Are you feeling stressed? Unmotivated, listless and unable to do anything creative at work?

It’s not just you. Brigid Schulte, director of the Better Life Lab, reports seven out of 10 people are feeling overwhelmed, stressed and burned out. And it’s making people sick. Chronic stress is linked to the six leading causes of death.

“The health costs from stress-related physical and mental health issues rival diabetes,” Schulte says.

Though this is a national trend, it is amplified in the newsroom, where you’re only as good as the content you produce.

Schulte comes from a journalism background, with over 25 years in the industry. She’s weathered lots of changes—including the dawn of Google. “I have no idea how we did our research before,” she laughs. “Technology has made our jobs easier and faster. There’s a lot of positive about it.”

She admits the 24/7 connection to technology is incredibly important when working on a breaking story. “But the problem is, we’re not always working on that breaking story. In newsrooms now, it’s as if we’re all firefighters and it’s always a life or death situation.”

Not every story requires that last-minute rush—and the longer we’re in ‘emergency mode,’ the more the work suffers.

“It literally makes us stupid,” Schulte says. “We make more mistakes.” A study found that young medical residents who are sleep-deprived made more mistakes. In news, it is imperative to get as many facts right as you can, and when you’re delirious from being tired or burned out, you’re more mistake-prone. It becomes difficult to make the right decisions and to double-check yourself.

In journalism, these mistakes can manifest in lack of fact checking or simple errors.

Schulte is a recovering workaholic—she admits drinking the Kool-Aid in the past and her work suffered from it. She says after a certain amount of time [without a break], workers are just “butts in chairs.” So what can be done?

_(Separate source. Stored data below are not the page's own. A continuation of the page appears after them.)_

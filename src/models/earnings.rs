use chrono::NaiveDate;
use rust_decimal::Decimal;
use serde::{Deserialize, Serialize};

use crate::error::EarningsError;
use crate::models::registry::{EarningEntry, Platform, Registry};
use crate::services::rollups::Rollups;

#[derive(Debug, Clone, Serialize)]
#[serde(rename_all = "camelCase")]
pub struct PlatformSummary {
    pub id: String,
    pub name: String,
    pub earnings: Decimal,
}

#[derive(Debug, Clone, Serialize)]
#[serde(rename_all = "camelCase")]
pub struct PlatformsResponse {
    pub total_earnings: Decimal,
    pub platforms: Vec<PlatformSummary>,
}

impl TryFrom<&Registry> for PlatformsResponse {
    type Error = EarningsError;

    fn try_from(registry: &Registry) -> Result<Self, Self::Error> {
        Ok(Self {
            total_earnings: registry.total_earnings()?,
            platforms: registry
                .platforms
                .iter()
                .map(|p| PlatformSummary {
                    id: p.id.clone(),
                    name: p.name.clone(),
                    earnings: p.earnings,
                })
                .collect(),
        })
    }
}

#[derive(Debug, Clone, Serialize)]
#[serde(rename_all = "camelCase")]
pub struct PlatformDetailResponse {
    pub id: String,
    pub name: String,
    pub earnings: Decimal,
    pub as_of: NaiveDate,
    pub rollups: Rollups,
    pub earning_entries: Vec<EarningEntry>,
}

impl PlatformDetailResponse {
    pub fn new(platform: &Platform, as_of: NaiveDate, rollups: Rollups) -> Self {
        Self {
            id: platform.id.clone(),
            name: platform.name.clone(),
            earnings: platform.earnings,
            as_of,
            rollups,
            earning_entries: platform.earning_entries.clone(),
        }
    }
}

/// `amount` is whatever the user typed; a JSON number is accepted as well
#[derive(Debug, Clone, Deserialize)]
pub struct AddEarningRequest {
    #[serde(default)]
    pub amount: serde_json::Value,
    pub date: Option<String>, // YYYY-MM-DD, defaults to today
}

impl AddEarningRequest {
    pub fn amount_text(&self) -> String {
        match &self.amount {
            serde_json::Value::String(s) => s.clone(),
            serde_json::Value::Number(n) => n.to_string(),
            _ => String::new(),
        }
    }
}

#[derive(Debug, Clone, Deserialize)]
#[serde(rename_all = "camelCase")]
pub struct PlatformDetailQuery {
    pub as_of: Option<String>, // YYYY-MM-DD
}

#[derive(Debug, Clone, Serialize, Deserialize)]
pub struct ErrorResponse {
    pub error: String,
    pub code: String,
}

#[cfg(test)]
mod tests {
    use super::*;

    #[test]
    fn test_amount_text_forms() {
        let text: AddEarningRequest = serde_json::from_str(r#"{"amount":"250"}"#).unwrap();
        let number: AddEarningRequest = serde_json::from_str(r#"{"amount":12.5}"#).unwrap();
        let missing: AddEarningRequest = serde_json::from_str(r#"{}"#).unwrap();
        let boolean: AddEarningRequest = serde_json::from_str(r#"{"amount":true}"#).unwrap();

        assert_eq!(text.amount_text(), "250");
        assert_eq!(number.amount_text(), "12.5");
        assert_eq!(missing.amount_text(), "");
        assert_eq!(boolean.amount_text(), "");
        assert!(text.date.is_none());
    }
}
//! Registry lifecycle: selection, first-load seeding, load and save

use crate::error::{EarningsError, Result, EMPTY_SELECTION};
use crate::models::catalog::{find_catalog_entry, PlatformCatalogEntry};
use crate::models::registry::Registry;
use crate::services::store::Store;

/// Map requested catalog ids to entries, keeping first-seen order and
/// dropping repeats
pub fn resolve_selection(platform_ids: &[String]) -> Result<Vec<PlatformCatalogEntry>> {
    let mut selected: Vec<PlatformCatalogEntry> = Vec::with_capacity(platform_ids.len());

    for id in platform_ids {
        let id = id.trim();
        let entry = find_catalog_entry(id).ok_or_else(|| {
            EarningsError::Validation(format!("Unknown platform id: {}", id))
        })?;
        if !selected.iter().any(|s| s.id == entry.id) {
            selected.push(*entry);
        }
    }

    Ok(selected)
}

/// Replace whatever is stored with a fresh registry for `selected`.
///
/// Existing ledgers are discarded. An empty selection fails before any write.
pub async fn initialize_registry(
    store: &dyn Store,
    key: &str,
    selected: &[PlatformCatalogEntry],
) -> Result<Registry> {
    if selected.is_empty() {
        return Err(EarningsError::Validation(EMPTY_SELECTION.to_string()));
    }

    let registry = Registry::from_catalog(selected);
    save_registry(store, key, &registry).await?;

    tracing::info!(
        platforms = registry.platforms.len(),
        "Initialized registry from selection"
    );

    Ok(registry)
}

/// Read the stored registry, seeding it from `default_catalog` on first run.
///
/// A present but unreadable document is an error; it is never overwritten
/// with defaults.
pub async fn load_or_seed_registry(
    store: &dyn Store,
    key: &str,
    default_catalog: &[PlatformCatalogEntry],
) -> Result<Registry> {
    if let Some(registry) = load_registry(store, key).await? {
        return Ok(registry);
    }

    tracing::info!(key = %key, "No stored registry, seeding from default catalog");

    let registry = Registry::from_catalog(default_catalog);
    save_registry(store, key, &registry).await?;
    Ok(registry)
}

pub async fn load_registry(store: &dyn Store, key: &str) -> Result<Option<Registry>> {
    let Some(text) = store.get(key).await? else {
        return Ok(None);
    };

    let registry = Registry::from_json(&text).map_err(|e| {
        tracing::error!(key = %key, error = %e, "Stored registry could not be read");
        e
    })?;

    tracing::debug!(key = %key, platforms = registry.platforms.len(), "Loaded registry");
    Ok(Some(registry))
}

pub async fn save_registry(store: &dyn Store, key: &str, registry: &Registry) -> Result<()> {
    let text = registry.to_json()?;
    store.set(key, text).await
}

#[cfg(test)]
mod tests {
    use super::*;
    use crate::models::catalog::CATALOG;
    use crate::services::store::MemoryStore;

    const KEY: &str = "platforms";

    fn ids(raw: &[&str]) -> Vec<String> {
        raw.iter().map(|s| s.to_string()).collect()
    }

    #[test]
    fn test_resolve_selection_dedups_in_order() {
        let selected = resolve_selection(&ids(&["5", "1", "5"])).unwrap();
        let names: Vec<_> = selected.iter().map(|e| e.name).collect();
        assert_eq!(names, vec!["Zepto", "Uber"]);
    }

    #[test]
    fn test_resolve_selection_unknown_id() {
        let result = resolve_selection(&ids(&["1", "42"]));
        assert!(matches!(result, Err(EarningsError::Validation(msg)) if msg.contains("42")));
    }

    #[tokio::test]
    async fn test_empty_selection_writes_nothing() {
        let store = MemoryStore::with_value(KEY, "[]");

        let result = initialize_registry(&store, KEY, &[]).await;

        assert!(matches!(result, Err(EarningsError::Validation(_))));
        assert_eq!(store.write_count(), 0);
        assert_eq!(store.raw(KEY).as_deref(), Some("[]"));
    }

    #[tokio::test]
    async fn test_selection_replaces_existing_registry() {
        let store = MemoryStore::new();
        let mut old = Registry::from_catalog(&CATALOG);
        old.platforms[0].earnings = rust_decimal::Decimal::ONE;
        save_registry(&store, KEY, &old).await.unwrap();

        let selected = resolve_selection(&ids(&["1", "5"])).unwrap();
        let registry = initialize_registry(&store, KEY, &selected).await.unwrap();

        assert_eq!(registry.platforms.len(), 2);
        assert!(registry.platforms.iter().all(|p| p.earnings.is_zero()));
        assert!(registry.platforms.iter().all(|p| p.earning_entries.is_empty()));

        let stored = load_registry(&store, KEY).await.unwrap().unwrap();
        assert_eq!(stored, registry);
    }

    #[tokio::test]
    async fn test_seed_on_first_load_only() {
        let store = MemoryStore::new();

        let seeded = load_or_seed_registry(&store, KEY, &CATALOG).await.unwrap();
        assert_eq!(seeded.platforms.len(), CATALOG.len());
        assert_eq!(store.write_count(), 1);

        let again = load_or_seed_registry(&store, KEY, &CATALOG[..1]).await.unwrap();
        assert_eq!(again, seeded);
        assert_eq!(store.write_count(), 1);
    }

    #[tokio::test]
    async fn test_malformed_store_is_not_reseeded() {
        let store = MemoryStore::with_value(KEY, "{broken");

        let result = load_or_seed_registry(&store, KEY, &CATALOG).await;

        assert!(matches!(result, Err(EarningsError::Malformed(_))));
        assert_eq!(store.raw(KEY).as_deref(), Some("{broken"));
        assert_eq!(store.write_count(), 0);
    }
}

In newsrooms, it’s all about the best story, whether it’s first, deepest or most creative, so you really need to be on your A-game. In many American newsrooms, there is still a cultural phenomenon that if you’re there late, come in early and eat lunch at your desk, that somehow you are better. This is a throwback to the industrial boom, where you could easily measure someone’s work by the hours they put in.

“Sometimes it can be very difficult to separate perception from reality of what you’re actually producing,” she says.

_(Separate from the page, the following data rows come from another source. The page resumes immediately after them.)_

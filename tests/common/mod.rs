use std::sync::Arc;

use axum::{
    body::Body,
    http::{Request, StatusCode},
    Router,
};
use gig_earnings::{build_router, config::AppConfig, services::store::MemoryStore, AppState};
use http_body_util::BodyExt;
use serde_json::Value;
use tower::ServiceExt;

pub const KEY: &str = "platforms";

/// Router over a fresh in-memory store, returning the store for inspection
pub fn memory_app() -> (Router, Arc<MemoryStore>) {
    memory_app_with(MemoryStore::new())
}

pub fn memory_app_with(store: MemoryStore) -> (Router, Arc<MemoryStore>) {
    let store = Arc::new(store);
    let state = AppState::new(store.clone(), KEY);
    (build_router(state), store)
}

/// Router over a migrated in-memory SQLite database
#[allow(dead_code)]
pub async fn sqlite_app() -> Router {
    let config = AppConfig::from_lookup(|name| match name {
        "DATABASE_URL" => Some("sqlite::memory:".to_string()),
        _ => None,
    })
    .expect("valid test config");

    let state = AppState::from_config(&config)
        .await
        .expect("Failed to open test database");
    build_router(state)
}

pub async fn send(app: &Router, request: Request<Body>) -> (StatusCode, Value) {
    let response = app.clone().oneshot(request).await.unwrap();
    let status = response.status();
    let bytes = response.into_body().collect().await.unwrap().to_bytes();
    let json = if bytes.is_empty() {
        Value::Null
    } else {
        serde_json::from_slice(&bytes).unwrap_or(Value::Null)
    };
    (status, json)
}

pub async fn get(app: &Router, uri: &str) -> (StatusCode, Value) {
    send(app, Request::builder().uri(uri).body(Body::empty()).unwrap()).await
}

pub async fn post_json(app: &Router, uri: &str, body: Value) -> (StatusCode, Value) {
    let request = Request::builder()
        .method("POST")
        .uri(uri)
        .header("content-type", "application/json")
        .body(Body::from(body.to_string()))
        .unwrap();
    send(app, request).await
}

On the individual level, she recommends having continual conversations with managers about what is expected, and then really tracking what you’re doing.

On the managerial level, she wants to see a change in focus away from long hours and presence—especially when reporters should be out in the field. “The best reporter is not the one sitting there at 11 o’clock at night,” she says.  “You have to find what are the metrics you can realistically use to evaluate someone.”